Karachi - Most university degrees are usually seen as a means to an end–either gainful employment or graduate studies. However, a liberal arts and sciences education, such as the one offered at Habib University, aims to create thoughtful individuals who are focused on lifelong learning which is crucial for developing an engaged workforce of the future. 

This was suggested by Habib University President Mr Wasif Rizvi while representing Pakistan at a regional education summit, Times Higher Education Universities Summit 2021, on Tuesday morning. 

He was speaking at a session on “Liberal arts and employability: How does a liberal education develop talent to meet the demands of a global workforce?” His co-panelists included Fatma Abdullah, the Senior Vice-provost of Strategy and Planning at New York University (NYU) in Abu Dhabi, UAE, and Dr Amine Bensaid, President of Al Akhawayn University, Ifrane, Morocco.

Mr Rizvi said that the concept of building a liberal arts and sciences university in a place like Pakistan came up in the wake of the War on Terror which claimed over 70,000 Pakistani lives.

“Most societal leaders, private citizens and those in the public sector were concerned about the lack of any positive impact coming out of their universities in any demonstrable way”, he said, adding that an argument emerged that Pakistani higher education is wrong-headed where it focused on a very narrow, vocational idea of what tertiary education should be.

“It has really failed societally,” he said.

Noting that Habib University was a natural calling, he said that they have created an environment at Habib University that helps make students interested in becoming life-long learners. He explained that the model of liberal arts and sciences education at Habib University follows one of an engaged community and community ownership, both within and outside. 

With most Pakistani high school certificate holders unable to access good quality higher education to match their merit, he said that Habib University has been trying to influence philanthropy in general in supporting higher education and increasing access for students while allowing the institution to not cut corners in terms of supporting faculty and students and ensuring world-class facilities and infrastructure.

He said that business leaders, who have been exposed to the kind of education that is offered at Habib University, are very open to the idea of looking at liberal arts graduates favourably for employment. 

Fatma Abdullah was of the view that liberal arts education really engages students in a certain way where they can build on the skills that they are learning during their degrees.

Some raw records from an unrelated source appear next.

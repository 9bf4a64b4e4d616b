use std::env;
use std::fmt;
use std::net::{IpAddr, SocketAddr};

use crate::workflows::admission::domain::AcademicYear;

/// Distinguishes runtime behavior for different stages of the service.
#[derive(Debug, Clone, Copy, PartialEq, Eq)]
pub enum AppEnvironment {
    Development,
    Test,
    Production,
}

impl AppEnvironment {
    fn from_str(value: &str) -> Self {
        match value.trim().to_ascii_lowercase().as_str() {
            "prod" | "production" => Self::Production,
            "test" | "ci" => Self::Test,
            _ => Self::Development,
        }
    }
}

/// Top-level configuration for the application.
#[derive(Debug, Clone)]
pub struct AppConfig {
    pub environment: AppEnvironment,
    pub server: ServerConfig,
    pub telemetry: TelemetryConfig,
    pub admissions: AdmissionsConfig,
}

impl AppConfig {
    pub fn load() -> Result<Self, ConfigError> {
        dotenvy::dotenv().ok();

        let environment = AppEnvironment::from_str(
            &env::var("APP_ENV").unwrap_or_else(|_| "development".to_string()),
        );

        let host = env::var("APP_HOST").unwrap_or_else(|_| "127.0.0.1".to_string());
        let port = env::var("APP_PORT")
            .unwrap_or_else(|_| "3000".to_string())
            .parse::<u16>()
            .map_err(|_| ConfigError::InvalidPort)?;

        let log_level = env::var("APP_LOG_LEVEL").unwrap_or_else(|_| "info".to_string());
        let log_format = LogFormat::from_str(
            &env::var("APP_LOG_FORMAT").unwrap_or_else(|_| "compact".to_string()),
        );

        Ok(Self {
            environment,
            server: ServerConfig { host, port },
            telemetry: TelemetryConfig {
                log_level,
                log_format,
            },
            admissions: AdmissionsConfig::from_env()?,
        })
    }
}

/// Settings controlling the HTTP server binding.
#[derive(Debug, Clone)]
pub struct ServerConfig {
    pub host: String,
    pub port: u16,
}

impl ServerConfig {
    pub fn socket_addr(&self) -> Result<SocketAddr, ConfigError> {
        if self.host.eq_ignore_ascii_case("localhost") {
            return Ok(SocketAddr::new(IpAddr::from([127, 0, 0, 1]), self.port));
        }

        let ip: IpAddr = self
            .host
            .parse()
            .map_err(|source| ConfigError::InvalidHost { source })?;

        Ok(SocketAddr::new(ip, self.port))
    }
}

/// Output layout for the tracing subscriber.
#[derive(Debug, Clone, Copy, PartialEq, Eq)]
pub enum LogFormat {
    Compact,
    Json,
}

impl LogFormat {
    fn from_str(value: &str) -> Self {
        match value.trim().to_ascii_lowercase().as_str() {
            "json" => Self::Json,
            _ => Self::Compact,
        }
    }
}

/// Tracing and metrics controls.
#[derive(Debug, Clone)]
pub struct TelemetryConfig {
    pub log_level: String,
    pub log_format: LogFormat,
}

const DEFAULT_HASH_COST: u32 = 10;

/// Numbering prefixes and admit defaults for the admission workflow.
#[derive(Debug, Clone, PartialEq, Eq)]
pub struct AdmissionsConfig {
    pub reference_prefix: String,
    pub admission_prefix: String,
    pub default_branch: String,
    pub default_section: String,
    /// Fixed academic year for admits; derived from the calendar when unset.
    pub academic_year: Option<AcademicYear>,
    pub password_hash_cost: u32,
}

impl Default for AdmissionsConfig {
    fn default() -> Self {
        Self {
            reference_prefix: "KSIS".to_string(),
            admission_prefix: "ADM".to_string(),
            default_branch: "Medavakkam, Chennai".to_string(),
            default_section: "A".to_string(),
            academic_year: None,
            password_hash_cost: DEFAULT_HASH_COST,
        }
    }
}

impl AdmissionsConfig {
    fn from_env() -> Result<Self, ConfigError> {
        let defaults = Self::default();

        let academic_year = match env::var("ADMISSIONS_ACADEMIC_YEAR") {
            Ok(raw) => Some(
                raw.parse::<AcademicYear>()
                    .map_err(|_| ConfigError::InvalidAcademicYear { value: raw })?,
            ),
            Err(_) => None,
        };

        let password_hash_cost = match env::var("ADMISSIONS_PASSWORD_HASH_COST") {
            Ok(raw) => {
                let cost = raw
                    .trim()
                    .parse::<u32>()
                    .map_err(|_| ConfigError::InvalidHashCost)?;
                if !(4..=31).contains(&cost) {
                    return Err(ConfigError::InvalidHashCost);
                }
                cost
            }
            Err(_) => defaults.password_hash_cost,
        };

        Ok(Self {
            reference_prefix: env::var("ADMISSIONS_REFERENCE_PREFIX")
                .unwrap_or(defaults.reference_prefix),
            admission_prefix: env::var("ADMISSIONS_ADMISSION_PREFIX")
                .unwrap_or(defaults.admission_prefix),
            default_branch: env::var("ADMISSIONS_DEFAULT_BRANCH")
                .unwrap_or(defaults.default_branch),
            default_section: env::var("ADMISSIONS_DEFAULT_SECTION")
                .unwrap_or(defaults.default_section),
            academic_year,
            password_hash_cost,
        })
    }
}

#[derive(Debug)]
pub enum ConfigError {
    InvalidPort,
    InvalidHost { source: std::net::AddrParseError },
    InvalidAcademicYear { value: String },
    InvalidHashCost,
}

impl fmt::Display for ConfigError {
    fn fmt(&self, f: &mut fmt::Formatter<'_>) -> fmt::Result {
        match self {
            ConfigError::InvalidPort => write!(f, "APP_PORT must be a valid u16"),
            ConfigError::InvalidHost { .. } => {
                write!(f, "APP_HOST must parse to an IPv4 or IPv6 address")
            }
            ConfigError::InvalidAcademicYear { value } => write!(
                f,
                "ADMISSIONS_ACADEMIC_YEAR must look like 2025-2026 (found '{value}')"
            ),
            ConfigError::InvalidHashCost => {
                write!(f, "ADMISSIONS_PASSWORD_HASH_COST must be between 4 and 31")
            }
        }
    }
}

impl std::error::Error for ConfigError {
    fn source(&self) -> Option<&(dyn std::error::Error + 'static)> {
        match self {
            ConfigError::InvalidHost { source } => Some(source),
            ConfigError::InvalidPort
            | ConfigError::InvalidAcademicYear { .. }
            | ConfigError::InvalidHashCost => None,
        }
    }
}
#[cfg(test)]
mod tests {
    use super::*;

    fn codec(mime: &str) -> PduCodec {
        PduCodec::from_mime_str(mime, Vec::new(), "MyModel", 0.0).unwrap()
    }

    fn ipv6_someip_message() -> PduMessage {
        PduMessage {
            id: 123,
            payload: b"Hello World This is a test message for the test case".to_vec(),
            swc_id: 42,
            ecu_id: 99,
            transport: PduTransport::Ip(IpTransportMetadata {
                eth_dst_mac: 0x0000123456789ABC,
                eth_src_mac: 0x0000CBA987654321,
                eth_ethertype: 1,
                eth_tci_pcp: 2,
                eth_tci_dei: 3,
                eth_tci_vid: 4,
                ip_protocol: IpProtocol::Tcp,
                ip_addr: IpAddrValue::V6 {
                    src: [0x2001, 0x0db8, 0xaaaa, 0x0001, 0x0000, 0x0000, 0x0000, 0x0001],
                    dst: [0x2001, 0x0db8, 0xaaaa, 0x0001, 0x0000, 0x0000, 0x0000, 0x00ff],
                },
                ip_src_port: 0,
                ip_dst_port: 0,
                socket_adapter: SocketAdapterValue::SomeIp {
                    message_id: 0x1234,
                    length: 16,
                    request_id: 0x5678,
                    protocol_version: 1,
                    interface_version: 1,
                    message_type: 0x00,
                    return_code: 0x00,
                },
            }),
        }
    }

    fn ipv4_doip_message() -> PduMessage {
        PduMessage {
            id: 124,
            payload: b"Hello World This is a test message for the test case".to_vec(),
            swc_id: 42,
            ecu_id: 99,
            transport: PduTransport::Ip(IpTransportMetadata {
                eth_dst_mac: 0x0000123456789ABC,
                eth_src_mac: 0x0000CBA987654321,
                eth_ethertype: 1,
                eth_tci_pcp: 2,
                eth_tci_dei: 3,
                eth_tci_vid: 4,
                ip_protocol: IpProtocol::Tcp,
                ip_addr: IpAddrValue::V4 { src: 0xC0A80101, dst: 0xC0A80102 },
                ip_src_port: 0,
                ip_dst_port: 0,
                socket_adapter: SocketAdapterValue::DoIp { protocol_version: 1, payload_type: 2 },
            }),
        }
    }

    #[test]
    fn roundtrip_ipv6_someip_and_ipv4_doip() {
        let mut c = codec("interface=stream;type=pdu;schema=fbs;swc_id=1;ecu_id=2");
        let msgs = vec![ipv6_someip_message(), ipv4_doip_message()];
        c.write(&msgs);
        c.flush();
        assert!(!c.stream().is_empty());

        let saved = c.stream().to_vec();
        c.truncate();
        assert!(c.stream().is_empty());

        c.set_stream(saved);
        let read = c.read().unwrap();
        assert_eq!(read.len(), 2);
        assert_eq!(read[0], msgs[0]);
        assert_eq!(read[1], msgs[1]);
    }

    #[test]
    fn default_inheritance_from_mime_map() {
        let mut c = codec("interface=stream;type=pdu;schema=fbs;swc_id=42;ecu_id=99");
        let msg = PduMessage { id: 1, payload: vec![], swc_id: 0, ecu_id: 0, transport: PduTransport::None };
        c.write(&[msg]);
        c.flush();

        let mut reader = codec("interface=stream;type=pdu;schema=fbs");
        reader.set_stream(c.stream().to_vec());
        let read = reader.read().unwrap();
        assert_eq!(read[0].swc_id, 42);
        assert_eq!(read[0].ecu_id, 99);
    }

    #[test]
    fn self_reception_guard_via_stat() {
        let mut c = codec("interface=stream;type=pdu;schema=fbs;swc_id=1");
        c.write(&[
            PduMessage { id: 1, payload: vec![], swc_id: 1, ecu_id: 0, transport: PduTransport::None },
            PduMessage { id: 2, payload: vec![], swc_id: 2, ecu_id: 0, transport: PduTransport::None },
        ]);
        c.flush();

        let read = c.read().unwrap();
        assert_eq!(read.len(), 1);
        assert_eq!(read[0].swc_id, 2);

        c.stat("swc_id", Some("2"));
        let read = c.read().unwrap();
        assert_eq!(read.len(), 1);
        assert_eq!(read[0].swc_id, 1);
    }

    #[test]
    fn empty_stream_reads_as_empty() {
        let c = codec("interface=stream;type=pdu;schema=fbs");
        assert_eq!(c.read().unwrap(), Vec::new());
    }

    #[test]
    fn flush_with_no_pending_leaves_stream_untouched() {
        let mut c = codec("interface=stream;type=pdu;schema=fbs");
        c.flush();
        assert!(c.stream().is_empty());
    }

    #[test]
    fn stream_carries_spdu_file_identifier() {
        let mut c = codec("interface=stream;type=pdu;schema=fbs");
        c.write(&[PduMessage { id: 1, payload: vec![], swc_id: 0, ecu_id: 0, transport: PduTransport::None }]);
        c.flush();
        assert_eq!(&c.stream()[4..8], b"SPDU");
    }

    #[test]
    fn unknown_transport_type_decodes_as_none() {
        // Hand-craft a buffer whose single pdu has transport_type = 9 (unknown).
        let mut builder = Builder::new();
        let payload = builder.create_byte_vector(&[]);
        builder.start_table();
        builder.add_u32(FIELD_ID, 7);
        builder.add_offset(FIELD_PAYLOAD, payload);
        builder.add_u32(FIELD_SWC_ID, 0);
        builder.add_u32(FIELD_ECU_ID, 0);
        builder.add_u8(FIELD_TRANSPORT_TYPE, 9);
        let pdu = builder.end_table();

        let vec_off = builder.create_offset_vector(&[pdu]);
        builder.start_table();
        builder.add_offset(STREAM_PDUS, vec_off);
        let root = builder.end_table();
        let bytes = builder.finish(root, Some(FILE_IDENTIFIER));

        let mut c = codec("interface=stream;type=pdu;schema=fbs");
        c.set_stream(bytes);
        let read = c.read().unwrap();
        assert_eq!(read.len(), 1);
        assert_eq!(read[0].transport, PduTransport::None);
    }
}
// MIME-type parameter parser and validation for codec configuration strings.
//
// Example input: "interface=stream; type=pdu; schema=fbs; swc_id=23; ecu_id=5"

use std::collections::HashMap;

use crate::error::{NCodecError, Result};

/// Parsed, validated codec configuration.
pub type MimeMap = HashMap<String, String>;

const REQUIRED_KEYS: [&str; 3] = ["interface", "type", "schema"];

const ALLOWED_KEYS: [&str; 9] = [
    "type",
    "schema",
    "interface",
    "bus",
    "bus_id",
    "node_id",
    "interface_id",
    "swc_id",
    "ecu_id",
];

/// Parse and validate a codec MIME configuration string into a key→value map.
///
/// Tokens are separated by any run of whitespace or semicolons; each token is
/// split once on `=`. Later tokens override earlier ones for the same key.
pub fn decode_mime_type(mime_type: &str) -> Result<MimeMap> {
    if mime_type.trim().is_empty() {
        return Err(NCodecError::config("empty mimetype"));
    }

    let mut map = MimeMap::new();
    for token in mime_type.split(|c: char| c == ';' || c.is_whitespace()) {
        if token.is_empty() {
            continue;
        }
        let mut parts = token.splitn(2, '=');
        let key = parts.next().unwrap_or("").trim();
        let value = parts.next().unwrap_or("").trim();
        if key.is_empty() || value.is_empty() {
            continue;
        }
        map.insert(key.to_string(), value.to_string());
    }

    for key in REQUIRED_KEYS {
        if !map.contains_key(key) {
            return Err(NCodecError::config("missing required mimetype parameter"));
        }
    }

    match map.get("type").map(String::as_str) {
        Some("can") | Some("pdu") => {}
        Some(other) => return Err(NCodecError::config(format!("unsupported type: {other}"))),
        None => unreachable!("checked by required-keys pass above"),
    }

    match map.get("interface").map(String::as_str) {
        Some("stream") => {}
        Some(other) => return Err(NCodecError::config(format!("wrong interface: {other}"))),
        None => unreachable!("checked by required-keys pass above"),
    }

    match map.get("schema").map(String::as_str) {
        Some("fbs") => {}
        Some(other) => return Err(NCodecError::config(format!("wrong schema: {other}"))),
        None => unreachable!("checked by required-keys pass above"),
    }

    for key in map.keys() {
        if !ALLOWED_KEYS.contains(&key.as_str()) {
            return Err(NCodecError::config(format!(
                "unexpected mimetype parameter: {key}"
            )));
        }
    }

    Ok(map)
}

#[cfg(test)]
mod tests {
    use super::*;

    #[test]
    fn minimal_valid_mime() {
        let map = decode_mime_type("interface=stream;type=pdu;schema=fbs").unwrap();
        assert_eq!(map.len(), 3);
        assert_eq!(map.get("interface").unwrap(), "stream");
        assert_eq!(map.get("type").unwrap(), "pdu");
        assert_eq!(map.get("schema").unwrap(), "fbs");
    }

    #[test]
    fn whitespace_and_semicolon_separators_mix() {
        let map = decode_mime_type("interface=stream  type=can;  schema=fbs").unwrap();
        assert_eq!(map.get("type").unwrap(), "can");
    }

    #[test]
    fn later_token_overrides_earlier() {
        let map = decode_mime_type("interface=stream;type=can;schema=fbs;type=can").unwrap();
        assert_eq!(map.get("type").unwrap(), "can");
    }

    #[test]
    fn empty_input_is_config_error() {
        assert!(decode_mime_type("").is_err());
        assert!(decode_mime_type("   ").is_err());
    }

    #[test]
    fn missing_required_key_is_config_error() {
        assert!(decode_mime_type("interface=stream;type=pdu").is_err());
        assert!(decode_mime_type("type=pdu;schema=fbs").is_err());
    }

    #[test]
    fn unsupported_type_message() {
        let err = decode_mime_type("interface=stream;type=xyz;schema=fbs").unwrap_err();
        assert!(err.to_string().contains("unsupported type: xyz"));
    }

    #[test]
    fn wrong_interface_rejected() {
        assert!(decode_mime_type("interface=socket;type=pdu;schema=fbs").is_err());
    }

    #[test]
    fn wrong_schema_rejected() {
        assert!(decode_mime_type("interface=stream;type=pdu;schema=json").is_err());
    }

    #[test]
    fn unknown_key_rejected() {
        let err =
            decode_mime_type("interface=stream;type=pdu;schema=fbs;frobnicate=1").unwrap_err();
        assert!(err.to_string().contains("unexpected mimetype parameter"));
    }

    #[test]
    fn whitelisted_keys_accepted() {
        let map = decode_mime_type(
            "interface=stream;type=can;schema=fbs;bus=can0;bus_id=1;node_id=2;interface_id=3;swc_id=4;ecu_id=5",
        )
        .unwrap();
        assert_eq!(map.len(), 8);
    }
}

On employability, she was of the view that the UAE is moving towards becoming a knowledge-based economy and hence it is embracing both liberal arts graduates and the diversity of its students who come from around the world. What makes this easier, Abdullah said, was that many of the skills required by employers today are covered in the curriculum offered at liberal arts universities.

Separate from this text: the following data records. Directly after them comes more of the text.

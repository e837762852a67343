// Error types surfaced by the codec core.

use thiserror::Error;

/// The two user-visible error kinds the codec core can raise.
///
/// An unsupported transport/address/adapter tag is not a variant here: an
/// unrecognized tag degrades silently to the `None` arm of the relevant
/// enum rather than failing, so it never reaches this type. See
/// [`crate::pdu::codec`] for where that degrade happens.
#[derive(Debug, Error)]
pub enum NCodecError {
    #[error("config error: {0}")]
    Config(String),

    #[error("decode error: {0}")]
    Decode(String),
}

impl NCodecError {
    pub fn config(msg: impl Into<String>) -> Self {
        NCodecError::Config(msg.into())
    }

    pub fn decode(msg: impl Into<String>) -> Self {
        NCodecError::Decode(msg.into())
    }
}

pub type Result<T> = std::result::Result<T, NCodecError>;
// Common codec abstraction shared by the CAN and PDU codecs.

use crate::error::Result;
use crate::mime::MimeMap;

/// Operations common to every automotive-bus codec.
///
/// A codec owns a stream buffer, a parameter map, a model name and a
/// simulation time, and is mutated exclusively through these operations
/// plus direct assignment to its stream via [`NCodec::set_stream`].
pub trait NCodec {
    type Message;

    /// Append messages to the pending (not yet finalized) batch. A no-op
    /// for an empty slice.
    fn write(&mut self, messages: &[Self::Message]);

    /// Decode the current stream into typed messages, applying the
    /// self-reception filter. Returns an empty vector for an empty stream.
    fn read(&self) -> Result<Vec<Self::Message>>;

    /// Finalize the pending batch. If the result is non-empty, replace the
    /// stream and reset the pending batch and builder; otherwise leave the
    /// stream untouched.
    fn flush(&mut self);

    /// Reset the builder, clear the stream and clear the pending batch.
    fn truncate(&mut self);

    /// Get (and optionally set) a mime parameter. Returns the empty string
    /// when the parameter is absent and no new value is given.
    fn stat(&mut self, param: &str, new_value: Option<&str>) -> String;

    fn stream(&self) -> &[u8];
    fn set_stream(&mut self, bytes: Vec<u8>);
    fn model_name(&self) -> &str;
    fn simulation_time(&self) -> f64;
    fn mime_map(&self) -> &MimeMap;
}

Dr Amine Bensaid, who heads Morocco’s sole liberal arts university, said that there has been an evolution in the mindset of employers over the past 25 odd years the university has functioned in North Africa, noting that many have adapted and learnt and are clear on the type of employees they want. He suggested that students should also become acquainted with the job market and must be cognisant of what is required of them by certain employers.